QUELQUES STANCES SUR LA MEDITATION

L'Energie est Souffle, Lumière et Son.

 

LE  SOUFFLE

1. Expiration, en haut; inspiration, en bas : sur la suprême Energie composée de ces deux pôles, on doit exercer une poussée ascendante. Chaque souffle étant maintenu en son lieu d'origine, la plénitude s'établit. (24)

2. La suprême Energie se manifeste lorsque le souffle inspiré et le souffle expiré, naît et s'éteint aux deux points situés en haut et en bas. Ainsi, entre deux respirations, fais l'expérience de l'espace    infini. (24)

3. Espace vide intérieur, espace vide extérieur : sur ce couple que forment les deux souffles, il faut s'exercer sans interruption. De cette manière la merveilleuse beauté de l'Energie divine et de la Conscience absolue se révélera. (25)

4. A travers le mouvement et l'arrêt du souffle, entre l'expiration et l'inspiration, lorsqu'il s'immobilise aux deux points extrêmes, coeur intérieur et coeur extérieur, deux espaces vides te seront révélés: Conscience et Energie, Plénitude et Vacuité. (25)

5. Le corps relâché au moment de l'expiration et de l'inspiration, perçois, dans la dissolution de la pensée duelle, le Coeur, centre de l'énergie où s'écoule l'Essence originelle et absolue. (26)

6. L'énergie sous forme de souffle ne peut ni entrer ni sortir lorsqu'elle s'épanouit au centre en tant que libre de dualité. Par son entremise, recouvre l'essence absolue. (26)

7. Lorsque tu as inspiré ou expiré complètement et que le mouvement s'arrête de lui-même, dans cette pause universelle et paisible, la notion du "moi" disparaît et la suprême Energie se révèle. (27)

8. Que l'on s'adonne à la rétention du souffle après l'expiration ou bien après l'inspiration. A la fin de cette pratique, l'énergie est dite « apaisée » et, grâce à elle, un état d'être apaisé se révèle. (27)

9. En pratiquant la friction des deux souffles, à l'extérieur ou à l'intérieur, le méditant deviendra à la fin le vase d'élection d'où surgit la Connaissance suprême de l'Egalité. (64)

 

LA  LUMIERE

1. Concentre l'attention entre les deux sourcils, garde ton esprit libre de toute pensée dualisante, laisse ta forme se remplir avec l'essence de la respiration jusqu'au sommet de la tête et là, baigne dans la spatialité lumineuse. (31)

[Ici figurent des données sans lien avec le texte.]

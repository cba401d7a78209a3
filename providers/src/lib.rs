pub mod errors;
pub mod euclid;
pub mod evm;

use async_trait::async_trait;
use serde::Serialize;

pub use errors::UpstreamError;
pub use euclid::EuclidClient;
pub use evm::{RpcAccount, RpcWalletReader};
pub use web3::types::{Address, U256};

/// A chain the balance source knows about.
#[derive(Serialize, Debug, PartialEq, Eq, Clone)]
#[serde(rename_all = "camelCase")]
pub struct ChainRegistryEntry {
    pub chain_id: u64,
    pub display_name: String,
    pub chain_uid: String,
}

/// One token balance as reported by the balance source, unscaled.
#[derive(Debug, PartialEq, Eq, Clone)]
pub struct RawBalanceRecord {
    pub chain_uid: String,
    pub denom: String,
    pub amount: String,
}

#[derive(Debug, PartialEq, Eq, Clone, Copy)]
pub struct Pagination {
    pub skip: u32,
    pub limit: u32,
}

impl Pagination {
    pub fn first(limit: u32) -> Self {
        Self { skip: 0, limit }
    }

    pub fn next(self) -> Self {
        Self {
            skip: self.skip.saturating_add(self.limit),
            limit: self.limit,
        }
    }
}

#[async_trait]
pub trait ChainRegistry: Send + Sync {
    async fn list_chains(&self) -> Result<Vec<ChainRegistryEntry>, UpstreamError>;

    async fn get_router_address(&self) -> Result<String, UpstreamError>;
}

#[async_trait]
pub trait BalanceSource: Send + Sync {
    async fn query_balances(
        &self,
        contract_address: &str,
        chain_uid: &str,
        wallet_address: &str,
        pagination: Pagination,
    ) -> Result<Vec<RawBalanceRecord>, UpstreamError>;
}

#[macro_export]
macro_rules! address {
    ($addr:expr) => {{
        use std::str::FromStr;
        $crate::Address::from_str($addr).expect(&format!("Invalid address {}", $addr))
    }};
}

#[cfg(test)]
mod test {
    use super::Pagination;

    #[test]
    fn pages_advance_by_limit_and_saturate() {
        let page = Pagination::first(10).next().next();
        assert_eq!(page, Pagination { skip: 20, limit: 10 });

        let last = Pagination {
            skip: u32::MAX - 5,
            limit: u32::MAX,
        };
        assert_eq!(last.next().skip, u32::MAX);
    }
}
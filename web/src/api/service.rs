use chrono::{DateTime, Utc};
use providers::{Address, RpcWalletReader, UpstreamError};
use serde::{Deserialize, Serialize};
use vouchers::{
    types::{AggregateStats, ChainBalance, ChainId},
    ControllerState, RefreshController, RefreshPhase, WalletAccount, WalletSession,
};

pub struct AppState {
    pub controller: RefreshController,
    pub session: WalletSession,
    pub rpc: Option<RpcWalletReader>,
}

#[derive(Deserialize, Debug)]
#[serde(rename_all = "camelCase")]
pub struct ConnectWalletRequest {
    pub address: Address,
    pub chain_id: Option<ChainId>,
}

#[derive(Serialize, Debug)]
#[serde(rename_all = "camelCase")]
pub struct DashboardView {
    pub phase: RefreshPhase,
    pub loading: bool,
    pub chains: Vec<ChainBalance>,
    pub stats: AggregateStats,
    pub last_updated: Option<DateTime<Utc>>,
    pub error: Option<String>,
    pub wallet: WalletAccount,
}

impl DashboardView {
    pub fn new(state: ControllerState, wallet: WalletAccount) -> Self {
        Self {
            stats: state.stats(),
            loading: state.is_loading(),
            phase: state.phase,
            chains: state.chains,
            last_updated: state.last_updated,
            error: state.error,
            wallet,
        }
    }
}

pub fn dashboard(app: &AppState) -> DashboardView {
    DashboardView::new(app.controller.state(), app.session.current())
}

/// Connects `request.address`, filling in chain and native balance over RPC
/// when a reader is configured.
pub async fn connect_wallet(
    app: &AppState,
    request: ConnectWalletRequest,
) -> Result<WalletAccount, UpstreamError> {
    let mut account = WalletAccount::new(request.address, request.chain_id);

    if let Some(rpc) = &app.rpc {
        match rpc.account(request.address).await {
            Ok(details) => {
                account.chain_id = request.chain_id.or(Some(details.chain_id));
                account.native_balance = Some(details.native_balance);
            }
            Err(e) if request.chain_id.is_some() => {
                log::warn!("wallet details unavailable: {e}");
            }
            Err(e) => return Err(e),
        }
    }

    app.session.connect(account.clone());

    Ok(account)
}
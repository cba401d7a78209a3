pub mod state;

pub use state::{ControllerState, RefreshOutcome, RefreshPhase};

use crate::{
    aggregator::BalanceAggregator,
    config::Config,
    errors::RefreshError,
    types::{AggregateStats, ChainBalance, Pagination},
    wallet::{WalletAccount, WalletChange, WalletSession},
};
use futures::future::{AbortHandle, Abortable};
use providers::{BalanceSource, ChainRegistry, UpstreamError};
use std::{
    sync::{
        atomic::{AtomicBool, Ordering},
        Arc, Mutex, MutexGuard, PoisonError, Weak,
    },
    time::Duration,
};
use tokio::{
    sync::watch,
    task::JoinHandle,
    time::{interval, timeout, MissedTickBehavior},
};

fn lock<T>(mutex: &Mutex<T>) -> MutexGuard<'_, T> {
    mutex.lock().unwrap_or_else(PoisonError::into_inner)
}

/// The fetch currently allowed to land, if any.
#[derive(Default)]
struct Flight {
    generation: u64,
    abort: Option<AbortHandle>,
    resume_phase: RefreshPhase,
}

#[derive(Default)]
struct Tasks {
    timer: Option<JoinHandle<()>>,
    watcher: Option<JoinHandle<()>>,
}

struct Inner {
    registry: Arc<dyn ChainRegistry>,
    source: Arc<dyn BalanceSource>,
    aggregator: BalanceAggregator,
    config: Config,
    state: watch::Sender<ControllerState>,
    flight: Mutex<Flight>,
    tasks: Mutex<Tasks>,
    wallet: Mutex<WalletAccount>,
    disposed: AtomicBool,
}

/// Owns the fetch lifecycle of the voucher balances of one wallet.
///
/// Every refresh cancels the one still in flight, so at most one fetch result
/// is ever written. Once a wallet session is attached, connecting (or switching
/// address or chain) triggers an immediate refresh followed by one every
/// `refresh_interval`.
#[derive(Clone)]
pub struct RefreshController {
    inner: Arc<Inner>,
}

impl RefreshController {
    pub fn new(
        registry: Arc<dyn ChainRegistry>,
        source: Arc<dyn BalanceSource>,
        config: Config,
    ) -> Self {
        let (state, _) = watch::channel(ControllerState::default());

        Self {
            inner: Arc::new(Inner {
                registry,
                source,
                aggregator: BalanceAggregator::new(config.unknown_chains),
                config,
                state,
                flight: Mutex::new(Flight::default()),
                tasks: Mutex::new(Tasks::default()),
                wallet: Mutex::new(WalletAccount::default()),
                disposed: AtomicBool::new(false),
            }),
        }
    }

    fn from_weak(inner: &Weak<Inner>) -> Option<Self> {
        inner.upgrade().map(|inner| Self { inner })
    }

    pub fn state(&self) -> ControllerState {
        self.inner.state.borrow().clone()
    }

    pub fn stats(&self) -> AggregateStats {
        self.inner.state.borrow().stats()
    }

    pub fn subscribe(&self) -> watch::Receiver<ControllerState> {
        self.inner.state.subscribe()
    }

    pub fn wallet(&self) -> WalletAccount {
        lock(&self.inner.wallet).clone()
    }

    pub fn is_disposed(&self) -> bool {
        self.inner.disposed.load(Ordering::SeqCst)
    }

    /// Starts a refresh in the background.
    pub fn request_refresh(&self) -> JoinHandle<RefreshOutcome> {
        let controller = self.clone();

        tokio::spawn(async move { controller.refresh().await })
    }

    /// Cancels the refresh in flight, then fetches and aggregates a new snapshot.
    /// Resolves with what happened to this particular refresh.
    pub async fn refresh(&self) -> RefreshOutcome {
        let (generation, registration, account) = {
            let mut flight = lock(&self.inner.flight);

            if self.is_disposed() {
                return RefreshOutcome::Cancelled;
            }

            match flight.abort.take() {
                Some(stale) => {
                    log::debug!("refresh #{} superseded", flight.generation);
                    stale.abort();
                }
                None => flight.resume_phase = self.inner.state.borrow().phase,
            }

            let (handle, registration) = AbortHandle::new_pair();
            flight.generation += 1;
            flight.abort = Some(handle);

            self.inner
                .state
                .send_modify(|state| state.phase = RefreshPhase::Fetching);

            (flight.generation, registration, self.wallet())
        };

        let result = Abortable::new(self.inner.fetch_with_timeout(account), registration).await;

        let mut flight = lock(&self.inner.flight);

        let result = match result {
            Ok(result) if flight.generation == generation && !self.is_disposed() => result,
            _ => return RefreshOutcome::Cancelled,
        };

        flight.abort = None;

        match result {
            Ok(chains) => {
                log::info!(
                    "refresh #{generation} landed with {} chain(s)",
                    chains.len()
                );
                self.inner.state.send_modify(|state| {
                    state.phase = RefreshPhase::Success;
                    state.chains = chains;
                    state.last_updated = Some(chrono::Utc::now());
                    state.error = None;
                });

                RefreshOutcome::Applied
            }
            Err(e) => {
                let msg = e.to_string();
                log::warn!("refresh #{generation} failed: {msg}");
                self.inner.state.send_modify(|state| {
                    state.phase = RefreshPhase::Failed;
                    state.error = Some(msg.clone());
                });

                RefreshOutcome::Failed(msg)
            }
        }
    }

    /// Clears the error message; the phase and snapshot stay as they are.
    pub fn dismiss_error(&self) {
        if self.is_disposed() {
            return;
        }

        self.inner
            .state
            .send_if_modified(|state| state.error.take().is_some());
    }

    /// Follows `session`: connecting, switching address or switching chain
    /// restart the refresh cycle, disconnecting stops it.
    pub fn attach(&self, session: &WalletSession) {
        if self.is_disposed() {
            return;
        }

        let mut rx = session.subscribe();
        let mut last = rx.borrow_and_update().clone();
        self.on_wallet(
            WalletChange::between(&WalletAccount::default(), &last),
            last.clone(),
        );

        let weak = Arc::downgrade(&self.inner);
        let watcher = tokio::spawn(async move {
            while rx.changed().await.is_ok() {
                let account = rx.borrow_and_update().clone();
                let change = WalletChange::between(&last, &account);

                match Self::from_weak(&weak) {
                    Some(controller) => controller.on_wallet(change, account.clone()),
                    None => break,
                }

                last = account;
            }
        });

        if let Some(old) = lock(&self.inner.tasks).watcher.replace(watcher) {
            old.abort();
        }
    }

    fn on_wallet(&self, change: WalletChange, account: WalletAccount) {
        if self.is_disposed() {
            return;
        }

        *lock(&self.inner.wallet) = account;

        if change.restarts_refresh() {
            self.restart_timer();
        } else if change == WalletChange::Disconnected {
            self.stop_timer();
            self.cancel_in_flight();
        }
    }

    fn restart_timer(&self) {
        // tokio refuses a zero period
        let period = self
            .inner
            .config
            .refresh_interval
            .max(Duration::from_millis(1));
        let weak = Arc::downgrade(&self.inner);

        let timer = tokio::spawn(async move {
            let mut ticker = interval(period);
            ticker.set_missed_tick_behavior(MissedTickBehavior::Delay);

            loop {
                ticker.tick().await;

                match Self::from_weak(&weak) {
                    Some(controller) => controller.refresh().await,
                    None => break,
                };
            }
        });

        log::debug!("auto refresh every {period:?}");

        let mut tasks = lock(&self.inner.tasks);
        if self.is_disposed() {
            timer.abort();
        } else if let Some(old) = tasks.timer.replace(timer) {
            old.abort();
        }
    }

    fn stop_timer(&self) {
        if let Some(timer) = lock(&self.inner.tasks).timer.take() {
            timer.abort();
        }
    }

    fn cancel_in_flight(&self) {
        self.inner.cancel_flight(&mut lock(&self.inner.flight));
    }

    /// Stops the timer, the wallet watcher and the fetch in flight. Nothing is
    /// written to the state afterwards. Safe to call more than once.
    pub fn dispose(&self) {
        {
            let mut flight = lock(&self.inner.flight);

            if self.inner.disposed.swap(true, Ordering::SeqCst) {
                return;
            }

            self.inner.cancel_flight(&mut flight);
        }

        let mut tasks = lock(&self.inner.tasks);
        for task in [tasks.timer.take(), tasks.watcher.take()].into_iter().flatten() {
            task.abort();
        }

        log::info!("refresh controller disposed");
    }
}

impl Inner {
    /// Drops the fetch in flight and puts back the phase it started from.
    fn cancel_flight(&self, flight: &mut Flight) {
        if let Some(stale) = flight.abort.take() {
            stale.abort();
            flight.generation += 1;

            let resume = flight.resume_phase;
            self.state.send_if_modified(|state| {
                let fetching = state.phase == RefreshPhase::Fetching;
                if fetching {
                    state.phase = resume;
                }

                fetching
            });
        }
    }

    async fn fetch_with_timeout(
        &self,
        account: WalletAccount,
    ) -> Result<Vec<ChainBalance>, RefreshError> {
        match self.config.fetch_timeout {
            Some(limit) => timeout(limit, self.fetch(account))
                .await
                .unwrap_or(Err(UpstreamError::Timeout(limit).into())),
            None => self.fetch(account).await,
        }
    }

    async fn fetch(&self, account: WalletAccount) -> Result<Vec<ChainBalance>, RefreshError> {
        let wallet_address = account
            .address_hex()
            .ok_or(RefreshError::WalletNotConnected)?;
        let wallet_chain = account.chain_id.ok_or(RefreshError::UnknownWalletChain)?;

        let (router_address, chains) = futures::try_join!(
            self.registry.get_router_address(),
            self.registry.list_chains()
        )?;

        let user_chain = chains
            .iter()
            .find(|chain| chain.chain_id == wallet_chain)
            .ok_or(RefreshError::UnsupportedChain(wallet_chain))?;

        let mut records = vec![];
        let mut page = Pagination::first(self.config.page_size);

        for _ in 0..self.config.max_pages {
            let batch = self
                .source
                .query_balances(&router_address, &user_chain.chain_uid, &wallet_address, page)
                .await?;

            let last_page = (batch.len() as u32) < page.limit;
            records.extend(batch);

            if last_page {
                break;
            }

            page = page.next();
        }

        log::debug!(
            "{} balance record(s) for {wallet_address} on `{}`",
            records.len(),
            user_chain.chain_uid
        );

        Ok(self.aggregator.aggregate(&chains, records))
    }
}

2. Ayant fixé la pensée à l'intérieur du crâne, se tenant les yeux clos, peu à peu, grâce à la stabilité de la pensée, qu'on discerne l'éminemment discernable. (34)

3. Ferme les yeux, vois l'espace entier comme s'il était absorbé par ta propre tête, dirige le regard vers l'intérieur, et là, vois la spatialité de ta vraie nature. (34)

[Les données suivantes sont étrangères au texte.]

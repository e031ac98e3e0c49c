use rust_decimal::Decimal;
use serde::{Deserialize, Serialize};
use uuid::Uuid;
use validator::Validate;

use crate::models::OrderItem;
use crate::utils::money;

#[derive(Debug, Clone, Serialize, Deserialize, Validate)]
pub struct OrderItemRequest {
    #[validate(length(min = 1, max = 200, message = "Item name is required"))]
    pub name: String,
    #[validate(range(min = 1, max = 1000, message = "Quantity must be between 1 and 1000"))]
    pub quantity: i32,
    #[validate(custom(function = "money"))]
    pub unit_price: Decimal,
}

impl From<OrderItemRequest> for OrderItem {
    fn from(item: OrderItemRequest) -> Self {
        Self {
            name: item.name,
            quantity: item.quantity,
            unit_price: item.unit_price,
        }
    }
}

/// Order submission from the public menu.
#[derive(Debug, Clone, Deserialize, Validate)]
pub struct PlaceOrderRequest {
    pub restaurant_id: Uuid,
    #[validate(length(min = 1, message = "Order must contain at least one item"), nested)]
    pub items: Vec<OrderItemRequest>,
    #[serde(default)]
    #[validate(custom(function = "money"))]
    pub subtotal: Option<Decimal>,
    #[serde(default)]
    #[validate(custom(function = "money"))]
    pub tax_amount: Option<Decimal>,
    #[serde(default)]
    #[validate(custom(function = "money"))]
    pub delivery_charge: Option<Decimal>,
    #[validate(custom(function = "money"))]
    pub total_amount: Decimal,
    #[serde(default)]
    pub coupon_code: Option<String>,
    #[validate(length(max = 100))]
    pub customer_name: Option<String>,
    #[validate(length(max = 20))]
    pub customer_phone: Option<String>,
    #[validate(length(max = 20))]
    pub table_number: Option<String>,
    #[validate(length(max = 500))]
    pub notes: Option<String>,
}
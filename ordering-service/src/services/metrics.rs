//! Metrics module for ordering-service.
//! HTTP request metrics come from the `metrics` facade (rendered by the
//! Prometheus exporter); coupon and order counters use the `prometheus` crate.

use metrics_exporter_prometheus::{PrometheusBuilder, PrometheusHandle};
use once_cell::sync::Lazy;
use prometheus::{
    histogram_opts, opts, register_histogram_vec, register_int_counter_vec, Encoder, HistogramVec,
    IntCounterVec, TextEncoder,
};
use std::sync::OnceLock;

pub static METRICS_HANDLE: OnceLock<PrometheusHandle> = OnceLock::new();

/// Database query duration histogram
pub static DB_QUERY_DURATION: Lazy<HistogramVec> = Lazy::new(|| {
    register_histogram_vec!(
        histogram_opts!(
            "ordering_db_query_duration_seconds",
            "Database query duration"
        ),
        &["operation"]
    )
    .expect("Failed to register DB_QUERY_DURATION")
});

/// Coupon quotes by outcome (applied, not_found, format, or a rejection reason)
pub static COUPON_QUOTES_TOTAL: OnceLock<IntCounterVec> = OnceLock::new();

/// Coupon redemptions committed with an order
pub static COUPON_REDEMPTIONS_TOTAL: OnceLock<IntCounterVec> = OnceLock::new();

/// Orders placed, labelled by whether a coupon was used
pub static ORDERS_PLACED_TOTAL: OnceLock<IntCounterVec> = OnceLock::new();

/// Coupon admin operations (create/update/delete)
pub static COUPON_OPERATIONS_TOTAL: OnceLock<IntCounterVec> = OnceLock::new();

/// Order notifications that could not be delivered
pub static NOTIFICATION_FAILURES_TOTAL: OnceLock<IntCounterVec> = OnceLock::new();

/// Initialize all metrics. Safe to call more than once.
pub fn init_metrics() {
    if METRICS_HANDLE.get().is_none() {
        match PrometheusBuilder::new().install_recorder() {
            Ok(handle) => {
                let _ = METRICS_HANDLE.set(handle);
            }
            Err(e) => tracing::warn!(error = %e, "Prometheus recorder already installed"),
        }
    }

    COUPON_QUOTES_TOTAL.get_or_init(|| {
        register_int_counter_vec!(
            opts!(
                "ordering_coupon_quotes_total",
                "Coupon quotes by restaurant and outcome"
            ),
            &["restaurant_id", "outcome"]
        )
        .expect("Failed to register COUPON_QUOTES_TOTAL")
    });

    COUPON_REDEMPTIONS_TOTAL.get_or_init(|| {
        register_int_counter_vec!(
            opts!(
                "ordering_coupon_redemptions_total",
                "Coupon redemptions by restaurant and outcome"
            ),
            &["restaurant_id", "outcome"]
        )
        .expect("Failed to register COUPON_REDEMPTIONS_TOTAL")
    });

    ORDERS_PLACED_TOTAL.get_or_init(|| {
        register_int_counter_vec!(
            opts!("ordering_orders_placed_total", "Orders placed by restaurant"),
            &["restaurant_id", "with_coupon"]
        )
        .expect("Failed to register ORDERS_PLACED_TOTAL")
    });

    COUPON_OPERATIONS_TOTAL.get_or_init(|| {
        register_int_counter_vec!(
            opts!(
                "ordering_coupon_operations_total",
                "Coupon admin operations by restaurant and operation type"
            ),
            &["restaurant_id", "operation"]
        )
        .expect("Failed to register COUPON_OPERATIONS_TOTAL")
    });

    NOTIFICATION_FAILURES_TOTAL.get_or_init(|| {
        register_int_counter_vec!(
            opts!(
                "ordering_notification_failures_total",
                "Order notifications that failed to deliver"
            ),
            &["channel"]
        )
        .expect("Failed to register NOTIFICATION_FAILURES_TOTAL")
    });

    // Force initialization of lazy statics
    let _ = &*DB_QUERY_DURATION;
}

/// Get metrics in Prometheus text format.
pub fn get_metrics() -> String {
    let mut output = METRICS_HANDLE
        .get()
        .map(|handle| handle.render())
        .unwrap_or_default();

    let encoder = TextEncoder::new();
    let metric_families = prometheus::gather();
    let mut buffer = Vec::new();
    if let Err(e) = encoder.encode(&metric_families, &mut buffer) {
        tracing::error!(error = %e, "Failed to encode metrics");
        return output;
    }
    if let Ok(custom_metrics) = String::from_utf8(buffer) {
        output.push_str(&custom_metrics);
    }
    output
}

pub fn record_coupon_quote(restaurant_id: &str, outcome: &str) {
    if let Some(counter) = COUPON_QUOTES_TOTAL.get() {
        counter.with_label_values(&[restaurant_id, outcome]).inc();
    }
}

pub fn record_coupon_redemption(restaurant_id: &str, outcome: &str) {
    if let Some(counter) = COUPON_REDEMPTIONS_TOTAL.get() {
        counter.with_label_values(&[restaurant_id, outcome]).inc();
    }
}

pub fn record_order_placed(restaurant_id: &str, with_coupon: bool) {
    if let Some(counter) = ORDERS_PLACED_TOTAL.get() {
        let label = if with_coupon { "true" } else { "false" };
        counter.with_label_values(&[restaurant_id, label]).inc();
    }
}

pub fn record_coupon_operation(restaurant_id: &str, operation: &str) {
    if let Some(counter) = COUPON_OPERATIONS_TOTAL.get() {
        counter.with_label_values(&[restaurant_id, operation]).inc();
    }
}

pub fn record_notification_failure(channel: &str) {
    if let Some(counter) = NOTIFICATION_FAILURES_TOTAL.get() {
        counter.with_label_values(&[channel]).inc();
    }
}
//! Coupon code format rules.

use thiserror::Error;

/// Longest code an administrator may enter.
pub const MAX_CODE_LENGTH: usize = 15;

#[derive(Debug, Clone, Copy, PartialEq, Eq, Error)]
pub enum CodeFormatError {
    #[error("Coupon code is required")]
    Empty,
    #[error("Coupon code must be 15 characters or less")]
    TooLong,
    #[error("Coupon code must contain only letters and numbers")]
    InvalidCharacters,
}

/// Check a code against `[A-Z0-9]{1,15}`.
///
/// No case folding happens here: callers upper-case user input first, so a
/// lowercase letter is rejected like any other foreign character.
pub fn validate_code_format(code: &str) -> Result<(), CodeFormatError> {
    if code.trim().is_empty() {
        return Err(CodeFormatError::Empty);
    }
    if code.chars().count() > MAX_CODE_LENGTH {
        return Err(CodeFormatError::TooLong);
    }
    if !code
        .chars()
        .all(|c| c.is_ascii_uppercase() || c.is_ascii_digit())
    {
        return Err(CodeFormatError::InvalidCharacters);
    }
    Ok(())
}

/// Trim and upper-case a customer- or admin-supplied code.
pub fn normalize_code(raw: &str) -> String {
    raw.trim().to_uppercase()
}
pub mod coupon;
pub mod order;

use serde::Serialize;

/// Success envelope shared by every JSON endpoint.
#[derive(Debug, Serialize)]
pub struct ApiResponse<T> {
    pub ok: bool,
    pub data: T,
}

impl<T> ApiResponse<T> {
    pub fn new(data: T) -> Self {
        Self { ok: true, data }
    }
}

4. Que l'on dissolve sa pensée dans le centre supérieur de la tête, que l'on affermisse bien son intellect, que l'on imprègne son corps entier de conscience : alors, sans aucun doute, le signe caractéristique de la Réalité s'imposera. (50)

 

LE  SON

1. Il atteint le Divin suprême, celui qui s'immerge dans le son des sons, vibrant de lui-même et logé dans le réceptacle de l'oreille, son ininterrompu, tumultueux comme un fleuve. (38)

2. Entre dans le son spontané qui vibre de lui-même comme dans le son continu d'une cascade, ou mettant les doigts dans les oreilles, entend le son des sons et atteins l'immensité. (38)

3. Ayant bouché tes oreilles et fermé l'ouverture inférieure du corps en contractant l'anus, médite sur la pure résonance intérieure, sans consonne ni voyelle, entre dans l'éternelle immensité et touche ce qui n'est soumis ni à l'espace ni au temps. (114)

 

QUELQUES STANCES SUR LA PRATIQUE DE
LA PLEINE CONSCIENCE

1. Espace vide intérieur, espace vide extérieur : sur ce couple que forment les deux souffles, il faut s'exercer sans interruption. De cette manière la merveilleuse beauté de l'Energie divine et de la Conscience absolue se révélera. (25)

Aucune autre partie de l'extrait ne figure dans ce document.